11. Warranty for Goods

a. If delivered goods do not meet:

  • subjective requirements, i.e., do not have the agreed characteristics between the customer and us, are not suitable for the intended use according to our contract, or are not delivered with the agreed accessories and instructions, e.g., assembly or installation instructions,
  • objective requirements, i.e., not suitable for ordinary use, or do not have characteristics typical for items of the same type or that the customer may reasonably expect considering the type of item and/or public statements made by the seller or other parties in the contractual chain or on their behalf, especially in advertising or labeling, or do not correspond to the sample or model provided before the contract, or are not delivered with accessories including packaging, assembly or installation instructions, and other instructions the customer could expect, or
  • assembly requirements (if assembly is necessary), we are obliged to provide supplementary performance.

b. Images or drawings in brochures, ads, or other offer documents are approximate unless explicitly declared binding by us; deviations in delivered goods do not constitute a defect in objective requirements. The same applies if we expressly agreed separately with the customer on deviations from objective requirements.

c. Our obligation to provide supplementary performance does not apply if we are legally entitled to refuse it.

d. Supplementary performance is carried out at the customer’s choice by remedying the defect (repair) or delivering new goods (replacement). The customer must make the goods available for supplementary performance and grant a reasonable period for it. During supplementary performance, the customer cannot reduce the purchase price or withdraw from the contract. If repair fails twice, it is considered unsuccessful. After failed supplementary performance, the customer may reduce the price or withdraw from the contract.

e. The customer can claim damages for a defect only after supplementary performance has failed. The customer’s right to further damages under section XIII remains unaffected.


12. Liability

a. Unless otherwise stated in these Terms, we are liable for breach of contractual and non-contractual duties according to statutory provisions.

b. We are liable for damages – regardless of legal grounds – for intent and gross negligence. For simple negligence, subject to statutory liability limitations (e.g., due diligence in our own matters; minor breach), we are liable only

  • for damages to life, body, or health,
  • for damages due to delay, impossibility, defects, and/or breach of essential contractual duties (duties whose fulfillment makes proper contract execution possible and on which the contracting party regularly relies); in such cases, our liability is limited to foreseeable, typically occurring damage. The same applies if the customer has claims for damages instead of performance.

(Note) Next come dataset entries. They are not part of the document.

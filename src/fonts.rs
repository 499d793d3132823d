use std::sync::OnceLock;

use rusttype::{Font, Scale};

use crate::error::{CardError, CardResult};

/// 2x retina working scale. Every design-unit constant in the compositor is
/// multiplied by this before it touches the pixel buffer.
pub const SCALE: i32 = 2;

// Embedded font programs: one monospace family, three cuts. Never read from
// disk at request time.
static REGULAR_TTF: &[u8] = include_bytes!("../assets/fonts/DejaVuSansMono.ttf");
static OBLIQUE_TTF: &[u8] = include_bytes!("../assets/fonts/DejaVuSansMono-Oblique.ttf");
static BOLD_TTF: &[u8] = include_bytes!("../assets/fonts/DejaVuSansMono-Bold.ttf");

/// A font program fixed at one pixel size. Knows how to measure and draw a
/// single line of text (see [`crate::text`]).
#[derive(Clone)]
pub struct Face {
    pub(crate) font: Font<'static>,
    pub(crate) scale: Scale,
}

impl Face {
    fn sized(font: &Font<'static>, points: f32) -> Self {
        // 72 dpi: one point maps to one pixel before the working scale.
        Self {
            font: font.clone(),
            scale: Scale::uniform(points * SCALE as f32),
        }
    }

    /// Distance from the top of the line box to the baseline, whole pixels.
    pub fn ascent(&self) -> i32 {
        self.font.v_metrics(self.scale).ascent.ceil() as i32
    }

    /// Distance from the baseline to the bottom of the line box, whole
    /// pixels (positive).
    pub fn descent(&self) -> i32 {
        (-self.font.v_metrics(self.scale).descent).ceil() as i32
    }
}

impl std::fmt::Debug for Face {
    fn fmt(&self, f: &mut std::fmt::Formatter<'_>) -> std::fmt::Result {
        f.debug_struct("Face")
            .field("scale", &self.scale.y)
            .finish_non_exhaustive()
    }
}

/// The five pre-sized faces every card render shares.
#[derive(Clone, Debug)]
pub struct FaceSet {
    pub logo: Face,
    pub title: Face,
    pub body: Face,
    pub badge: Face,
    pub small: Face,
}

static FACES: OnceLock<Result<FaceSet, String>> = OnceLock::new();

/// Parses the embedded font programs on first use and keeps the result for
/// the life of the process. Concurrent first callers observe exactly one
/// initialization; a parse failure is logged once, cached, and returned to
/// every later call (no automatic retry).
pub fn faces() -> CardResult<&'static FaceSet> {
    match FACES.get_or_init(build) {
        Ok(set) => Ok(set),
        Err(msg) => Err(CardError::font(msg.clone())),
    }
}

fn build() -> Result<FaceSet, String> {
    let regular = parse("regular", REGULAR_TTF)?;
    let oblique = parse("oblique", OBLIQUE_TTF)?;
    let bold = parse("bold", BOLD_TTF)?;

    Ok(FaceSet {
        logo: Face::sized(&bold, 13.0),
        title: Face::sized(&bold, 20.0),
        body: Face::sized(&regular, 11.0),
        badge: Face::sized(&oblique, 9.0),
        small: Face::sized(&regular, 8.0),
    })
}

fn parse(name: &str, bytes: &'static [u8]) -> Result<Font<'static>, String> {
    Font::try_from_bytes(bytes).ok_or_else(|| {
        tracing::error!(font = name, "embedded font failed to parse");
        format!("embedded font '{name}' failed to parse")
    })
}
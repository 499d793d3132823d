use crate::{
    card,
    encode::{self, CardResponse},
    error::{CardError, CardResult},
    fonts,
    model::{ProjectSnapshot, RenderRequest},
};

/// Read-only data access seam: the surrounding application resolves a slug
/// to a project snapshot (database, cache, fixture).
pub trait ProjectSource {
    fn project_by_slug(&self, slug: &str) -> anyhow::Result<Option<ProjectSnapshot>>;
}

/// The renderer's public surface: one operation, slug in, finished card out.
pub struct CardService<S> {
    source: S,
}

impl<S: ProjectSource> CardService<S> {
    pub fn new(source: S) -> Self {
        Self { source }
    }

    /// Renders the preview card for `slug`. Missing and non-active projects
    /// fail with the not-found outcome before any pixel work; data-source
    /// and font failures surface as internal errors.
    #[tracing::instrument(skip(self))]
    pub fn og_card(&self, slug: &str) -> CardResult<CardResponse> {
        let snapshot = self
            .source
            .project_by_slug(slug)?
            .ok_or_else(|| CardError::not_found(format!("project '{slug}'")))?;
        render_snapshot(&snapshot)
    }
}

/// Gate + compose + encode for an already-loaded snapshot. The CLI and the
/// tests enter here; the service path ends up here too.
pub fn render_snapshot(snapshot: &ProjectSnapshot) -> CardResult<CardResponse> {
    let request = RenderRequest::from_snapshot(snapshot)?;
    let faces = fonts::faces()?;
    let pm = card::compose(&request, faces);
    Ok(CardResponse::new(encode::to_png(&pm)?))
}
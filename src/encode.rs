use image::{ExtendedColorType, ImageEncoder, codecs::png::PngEncoder};

use crate::{
    error::{CardError, CardResult},
    raster::Pixmap,
};

/// Content type attached to every rendered card.
pub const CONTENT_TYPE: &str = "image/png";

/// A card is immutable for a given snapshot, so downstream caches may hold
/// it for a day.
pub const CACHE_CONTROL: &str = "public, max-age=86400";

/// A finished card: encoded bytes plus the response metadata the HTTP layer
/// forwards verbatim.
#[derive(Clone, Debug)]
pub struct CardResponse {
    pub bytes: Vec<u8>,
    pub content_type: &'static str,
    pub cache_control: &'static str,
}

impl CardResponse {
    pub fn new(bytes: Vec<u8>) -> Self {
        Self {
            bytes,
            content_type: CONTENT_TYPE,
            cache_control: CACHE_CONTROL,
        }
    }
}

/// Encodes the buffer as lossless PNG. Failure is fatal for the request:
/// there is no partial output.
pub fn to_png(pm: &Pixmap) -> CardResult<Vec<u8>> {
    let mut out = Vec::new();
    PngEncoder::new(&mut out)
        .write_image(pm.data(), pm.width(), pm.height(), ExtendedColorType::Rgba8)
        .map_err(|e| CardError::encode(e.to_string()))?;
    Ok(out)
}
use ogcard::{faces, measure_width, truncate_lines, wrap_lines};

// content width of the card: canvas minus margins and padding, in pixels
const CW: u32 = 1200 - 2 * 32 - 2 * 48;

#[test]
fn short_title_stays_on_one_line_without_marker() {
    let set = faces().unwrap();
    let mut lines = wrap_lines(&set.title, "Redesign Landing Page", CW);
    truncate_lines(&mut lines, 2);
    assert_eq!(lines, vec!["Redesign Landing Page".to_string()]);
}

#[test]
fn under_cap_wraps_keep_every_line_within_budget() {
    let set = faces().unwrap();
    let lines = wrap_lines(
        &set.title,
        "Peer Review And Feedback Tooling For Student Film Production Crews",
        CW,
    );
    assert!(lines.len() >= 2);
    for line in &lines {
        assert!(measure_width(&set.title, line) <= CW);
        assert!(!line.ends_with("..."));
    }
}

#[test]
fn over_cap_titles_truncate_to_two_marked_lines() {
    let set = faces().unwrap();
    let long_title = "An Extremely Ambitious Community Driven Open Source Project \
                      Management And Team Matchmaking Platform For Everyone Everywhere";
    let mut lines = wrap_lines(&set.title, long_title, CW);
    assert!(lines.len() > 2);
    let original_second = lines[1].clone();
    truncate_lines(&mut lines, 2);
    assert_eq!(lines.len(), 2);
    assert!(lines[1].ends_with("..."));
    assert_eq!(lines[1].chars().count(), original_second.chars().count());
    assert!(measure_width(&set.title, &lines[1]) <= CW);
}

#[test]
fn body_face_fits_more_text_per_line_than_title_face() {
    let set = faces().unwrap();
    let text = "one two three four five six seven eight nine ten eleven twelve \
                thirteen fourteen fifteen sixteen seventeen eighteen nineteen twenty";
    let title_lines = wrap_lines(&set.title, text, CW);
    let body_lines = wrap_lines(&set.body, text, CW);
    assert!(body_lines.len() <= title_lines.len());
}
use std::{fs, path::PathBuf};

use anyhow::Context as _;
use clap::{Parser, Subcommand};

#[derive(Parser, Debug)]
#[command(name = "ogcard", version)]
struct Cli {
    #[command(subcommand)]
    cmd: Command,
}

#[derive(Subcommand, Debug)]
enum Command {
    /// Render a project snapshot to a PNG preview card.
    Render(RenderArgs),
}

#[derive(Parser, Debug)]
struct RenderArgs {
    /// Input project snapshot JSON.
    #[arg(long = "in")]
    in_path: PathBuf,

    /// Output PNG path.
    #[arg(long)]
    out: PathBuf,

    /// Print per-face metrics diagnostics (ascent/descent and one glyph
    /// cell advance).
    #[arg(long)]
    dump_metrics: bool,
}

fn main() -> anyhow::Result<()> {
    let cli = Cli::parse();
    match cli.cmd {
        Command::Render(args) => cmd_render(args),
    }
}

fn cmd_render(args: RenderArgs) -> anyhow::Result<()> {
    let raw = fs::read_to_string(&args.in_path)
        .with_context(|| format!("open snapshot '{}'", args.in_path.display()))?;
    let snapshot: ogcard::ProjectSnapshot =
        serde_json::from_str(&raw).with_context(|| "parse snapshot JSON")?;

    if args.dump_metrics {
        dump_metrics()?;
    }

    let response = ogcard::render_snapshot(&snapshot)?;

    if let Some(parent) = args.out.parent() {
        fs::create_dir_all(parent)
            .with_context(|| format!("create output dir '{}'", parent.display()))?;
    }
    fs::write(&args.out, &response.bytes)
        .with_context(|| format!("write png '{}'", args.out.display()))?;

    eprintln!("wrote {}", args.out.display());
    Ok(())
}

fn dump_metrics() -> anyhow::Result<()> {
    let faces = ogcard::faces()?;
    eprintln!("face metrics (pixels at the 2x working scale):");
    for (name, face) in [
        ("logo", &faces.logo),
        ("title", &faces.title),
        ("body", &faces.body),
        ("badge", &faces.badge),
        ("small", &faces.small),
    ] {
        eprintln!(
            "  {name}: ascent {} descent {} cell {}",
            face.ascent(),
            face.descent(),
            ogcard::measure_width(face, "M"),
        );
    }
    Ok(())
}
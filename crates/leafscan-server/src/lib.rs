//! LeafScan Server
//!
//! HTTP API for plant-leaf disease diagnosis. Uploads are diagnosed by the
//! inference pipeline and stored as detection records scoped to the caller.

pub mod config;
pub mod identity;
pub mod routes;
pub mod state;

pub use config::{ConfigOverrides, ServerConfig};
pub use identity::CallerIdentity;
pub use routes::{create_router, AppError};
pub use state::AppState;
//! Configuration for the model artifact, preprocessing and mock mode

use crate::catalog::DEFAULT_LABELS;
use leafscan_core::{Error, Result};
use serde::{Deserialize, Serialize};
use std::path::PathBuf;

/// Configuration for the whole inference pipeline
#[derive(Debug, Clone, Default, Serialize, Deserialize)]
pub struct InferenceConfig {
    /// Model artifact and architecture
    #[serde(default)]
    pub model: ModelConfig,

    /// YAML file with disease → treatment entries (built-in catalog if unset)
    #[serde(default)]
    pub catalog_path: Option<PathBuf>,

    /// Simulated predictions used while no artifact is loaded
    #[serde(default)]
    pub mock: MockConfig,
}

/// Configuration for loading the classifier artifact
#[derive(Debug, Clone, Serialize, Deserialize)]
pub struct ModelConfig {
    /// Path to the safetensors artifact
    #[serde(default = "default_model_path")]
    pub path: PathBuf,

    /// Spatial dimensions the network was trained on
    #[serde(default)]
    pub input_size: InputSize,

    /// Class labels in output-index order
    #[serde(default = "default_labels")]
    pub labels: Vec<String>,

    /// Device to run inference on
    #[serde(default)]
    pub device: DeviceSpec,

    /// Network layout
    #[serde(default)]
    pub architecture: ArchitectureConfig,
}

fn default_model_path() -> PathBuf {
    PathBuf::from("models/plant_disease_model.safetensors")
}

fn default_labels() -> Vec<String> {
    DEFAULT_LABELS.iter().map(|l| l.to_string()).collect()
}

impl Default for ModelConfig {
    fn default() -> Self {
        Self {
            path: default_model_path(),
            input_size: InputSize::default(),
            labels: default_labels(),
            device: DeviceSpec::default(),
            architecture: ArchitectureConfig::default(),
        }
    }
}

impl ModelConfig {
    /// Create a new model configuration from a local artifact path
    pub fn from_local(path: impl Into<PathBuf>) -> Self {
        Self {
            path: path.into(),
            ..Default::default()
        }
    }

    /// Set class labels
    pub fn with_labels<I, S>(mut self, labels: I) -> Self
    where
        I: IntoIterator<Item = S>,
        S: Into<String>,
    {
        self.labels = labels.into_iter().map(Into::into).collect();
        self
    }

    /// Set device
    pub fn with_device(mut self, device: DeviceSpec) -> Self {
        self.device = device;
        self
    }

    /// Set convolution channel widths
    pub fn with_channels(mut self, channels: Vec<usize>) -> Self {
        self.architecture.channels = channels;
        self
    }

    /// Set input size
    pub fn with_input_size(mut self, height: u32, width: u32) -> Self {
        self.input_size = InputSize { height, width };
        self
    }
}

/// Model input spatial dimensions
#[derive(Debug, Clone, Copy, PartialEq, Eq, Serialize, Deserialize)]
pub struct InputSize {
    pub height: u32,
    pub width: u32,
}

impl Default for InputSize {
    fn default() -> Self {
        Self {
            height: 224,
            width: 224,
        }
    }
}

/// Device specification (for config files)
#[derive(Debug, Clone, Copy, Default, PartialEq, Eq, Serialize, Deserialize)]
#[serde(tag = "type", rename_all = "lowercase")]
pub enum DeviceSpec {
    #[default]
    Cpu,
    Cuda {
        #[serde(default)]
        index: usize,
    },
    Metal {
        #[serde(default)]
        index: usize,
    },
}

/// Layout of the convolutional network
#[derive(Debug, Clone, PartialEq, Eq, Serialize, Deserialize)]
pub struct ArchitectureConfig {
    /// Output channels of each conv block, in order
    #[serde(default = "default_channels")]
    pub channels: Vec<usize>,
}

fn default_channels() -> Vec<usize> {
    vec![16, 32, 64]
}

impl Default for ArchitectureConfig {
    fn default() -> Self {
        Self {
            channels: default_channels(),
        }
    }
}

/// Mock-mode settings
#[derive(Debug, Clone, Serialize, Deserialize)]
pub struct MockConfig {
    /// Lower bound of the simulated confidence
    #[serde(default = "default_min_confidence")]
    pub min_confidence: f32,

    /// Upper bound of the simulated confidence (inclusive)
    #[serde(default = "default_max_confidence")]
    pub max_confidence: f32,

    /// Fixed RNG seed; entropy-seeded when unset
    #[serde(default)]
    pub seed: Option<u64>,
}

fn default_min_confidence() -> f32 {
    0.75
}

fn default_max_confidence() -> f32 {
    0.99
}

impl Default for MockConfig {
    fn default() -> Self {
        Self {
            min_confidence: default_min_confidence(),
            max_confidence: default_max_confidence(),
            seed: None,
        }
    }
}

impl InferenceConfig {
    /// Load from YAML string
    pub fn from_yaml(yaml: &str) -> Result<Self> {
        let config: Self = serde_yaml::from_str(yaml)
            .map_err(|e| Error::config(format!("Failed to parse inference config: {}", e)))?;
        config.validate()?;
        Ok(config)
    }

    /// Check values serde cannot express
    pub fn validate(&self) -> Result<()> {
        let size = self.model.input_size;
        if size.height == 0 || size.width == 0 {
            return Err(Error::config(format!(
                "input size must be non-zero, got {}x{}",
                size.height, size.width
            )));
        }

        let channels = &self.model.architecture.channels;
        if channels.is_empty() || channels.contains(&0) {
            return Err(Error::config(
                "architecture.channels must list at least one non-zero width",
            ));
        }

        let mock = &self.mock;
        let in_unit = |v: f32| (0.0..=1.0).contains(&v);
        if !in_unit(mock.min_confidence)
            || !in_unit(mock.max_confidence)
            || mock.min_confidence > mock.max_confidence
        {
            return Err(Error::config(format!(
                "mock confidence range [{}, {}] must lie within [0, 1]",
                mock.min_confidence, mock.max_confidence
            )));
        }

        Ok(())
    }
}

c. The liability limitations in section XIII.2 also apply to third parties and for breaches by persons whose fault we are legally responsible for.

d. The liability limitations in section XIII.2 do not apply,

  • if a defect was fraudulently concealed.
  • to claims under the Product Liability Act.
  • if and to the extent we provided a guarantee regarding the quality and/or durability of delivered goods. If damages occur due to the absence of guaranteed quality or durability but not directly to the delivered goods, we are only liable if such risk is clearly covered by our guarantee.


13. Consumer Dispute Resolution

a. The EU Commission provides an online platform for out-of-court dispute resolution (ODR platform) at https://ec.europa.eu/consumers/odr. We are neither willing nor obliged to participate in dispute resolution before a consumer arbitration board.

b. The customer can raise complaints, questions, or comments at any time using the contact details provided in the imprint.